When the negotiating text for reforms came up before the General Assembly on Sept. 14, China folded when it saw that the overwhelming majority of UN members were for it and allowed its adoption unanimously. This was first major breakthrough in moving the reform process forward
The current round of reform negotiations was mandated by the General Assembly in 2008 but it was caught in a Catch-22 trap as discussions could not take place meaningfully without a text for the framework of discussions leading to a consensus or a decision, while those opposed to reforms blocked it saying there couldn’t be such a document unless there was a consensus first.
The opponents of the negotiating text included a caucus of 13 countries that called themselves Uniting for Change (UfC). Italy led the group, which included Pakistan.

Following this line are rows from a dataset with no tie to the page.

//! Persisted conversation state.
//!
//! A snapshot holds everything needed to recreate a conversation under a new
//! sequence id: the committed token count, the token history, the raw cache rows
//! and, for a conversation saved while sampleable, the logits it would sample from.
//! The sequence id itself is never persisted.
//!
//! ## Format
//!
//! All integers are big-endian.
//!
//! ```text
//! u32  magic          3430400180
//! u32  header_len
//! u64  committed      \
//! u32  history_len     |
//! i32  token * n       |
//! u8   sampleable      } header
//! u32  logits_len      |
//! f32  logit * m      /
//! u64  cache_len
//! u8   cache * cache_len
//! ```

use std::fs;
use std::path::Path;

use bytes::{Buf, BufMut, Bytes, BytesMut};

use crate::error::{Result, SchedulerError};
use crate::sequence::Token;

/// Leading marker of every snapshot.
pub const SNAPSHOT_MAGIC: u32 = 3430400180;

const FIXED_HEADER: usize = 8 + 4 + 1 + 4;

/// In-memory form of a saved conversation.
#[derive(Debug, Clone, PartialEq)]
pub struct ConversationSnapshot {
    committed: usize,
    history: Vec<Token>,
    logits: Option<Vec<f32>>,
    cache: Vec<u8>,
}

impl ConversationSnapshot {
    /// Build a snapshot. `history` must hold exactly `committed` tokens.
    pub fn new(committed: usize, history: Vec<Token>, cache: Vec<u8>) -> Result<Self> {
        if history.len() != committed {
            return Err(invalid(format!(
                "history holds {} tokens but {} are committed",
                history.len(),
                committed
            )));
        }
        Ok(Self {
            committed,
            history,
            logits: None,
            cache,
        })
    }

    /// Attach the logits of the last committed token. A snapshot with logits loads
    /// as a sampleable conversation.
    pub fn with_logits(mut self, logits: Vec<f32>) -> Self {
        self.logits = Some(logits);
        self
    }

    pub fn committed(&self) -> usize {
        self.committed
    }

    pub fn history(&self) -> &[Token] {
        &self.history
    }

    pub fn logits(&self) -> Option<&[f32]> {
        self.logits.as_deref()
    }

    /// Raw rows as produced by [`KvCache::read_raw`](crate::backend::KvCache::read_raw).
    pub fn cache(&self) -> &[u8] {
        &self.cache
    }

    pub fn encode(&self) -> Bytes {
        let logits = self.logits.as_deref().unwrap_or_default();
        let header_len = FIXED_HEADER + 4 * self.history.len() + 4 * logits.len();
        let mut buf = BytesMut::with_capacity(4 + 4 + header_len + 8 + self.cache.len());

        buf.put_u32(SNAPSHOT_MAGIC);
        buf.put_u32(header_len as u32);
        buf.put_u64(self.committed as u64);
        buf.put_u32(self.history.len() as u32);
        for token in &self.history {
            buf.put_i32(token.0);
        }
        buf.put_u8(u8::from(self.logits.is_some()));
        buf.put_u32(logits.len() as u32);
        for logit in logits {
            buf.put_f32(*logit);
        }
        buf.put_u64(self.cache.len() as u64);
        buf.put_slice(&self.cache);
        buf.freeze()
    }

    pub fn decode(mut buf: &[u8]) -> Result<Self> {
        if buf.remaining() < 8 {
            return Err(invalid("truncated preamble"));
        }
        let magic = buf.get_u32();
        if magic != SNAPSHOT_MAGIC {
            return Err(invalid(format!("bad magic {magic:#010x}")));
        }

        let header_len = buf.get_u32() as usize;
        if header_len < FIXED_HEADER || buf.remaining() < header_len {
            return Err(invalid("truncated header"));
        }
        let (mut header, rest) = buf.split_at(header_len);
        buf = rest;

        let committed = usize::try_from(header.get_u64()).map_err(|_| invalid("committed count out of range"))?;
        let history_len = header.get_u32() as usize;
        if header.remaining() < 4 * history_len + 5 {
            return Err(invalid("header too short for its history"));
        }
        let history = (0..history_len).map(|_| Token(header.get_i32())).collect();

        let sampleable = match header.get_u8() {
            0 => false,
            1 => true,
            other => return Err(invalid(format!("bad sampleable flag {other}"))),
        };
        let logits_len = header.get_u32() as usize;
        if header.remaining() != 4 * logits_len {
            return Err(invalid("header length does not match logits length"));
        }
        if !sampleable && logits_len > 0 {
            return Err(invalid("logits present without sampleable flag"));
        }
        let logits: Vec<f32> = (0..logits_len).map(|_| header.get_f32()).collect();

        if buf.remaining() < 8 {
            return Err(invalid("missing cache length"));
        }
        let cache_len = usize::try_from(buf.get_u64()).map_err(|_| invalid("cache length out of range"))?;
        if buf.remaining() != cache_len {
            return Err(invalid(format!(
                "cache blob is {} bytes, header says {}",
                buf.remaining(),
                cache_len
            )));
        }

        let snapshot = Self::new(committed, history, buf.to_vec())?;
        Ok(if sampleable { snapshot.with_logits(logits) } else { snapshot })
    }

    pub fn write_to(&self, path: impl AsRef<Path>) -> Result<()> {
        fs::write(path, self.encode())?;
        Ok(())
    }

    pub fn read_from(path: impl AsRef<Path>) -> Result<Self> {
        Self::decode(&fs::read(path)?)
    }
}

fn invalid(reason: impl Into<String>) -> SchedulerError {
    SchedulerError::InvalidSnapshot {
        reason: reason.into(),
    }
}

Rattray, who was appointed the chair of the IGN by the president of the last session of the General Assembly Sam Kutesa, polled the members of the UN on their views of Security Council reform. And against stiff opposition from some he produced the negotiating text that was adopted, effectively ending the stalemate and setting the stage for negotiations to resume next month.
Ahead of next month’s renewed IGN talks, Lykketoft has called for a General Assembly plenary debate Friday on equitable representation on the Security Council and increasing its membership.
Lykketoft wrote to member delegations, “I am confident that the forthcoming negotiations will build on the momentum and the progress made during the 69th session.”
He added, “I encourage Member States to continue moving this process forward pursuant to decision” by the General Assembly adopting the negotiating text, and the positions of and proposals made by members that was circulated by Kutesa.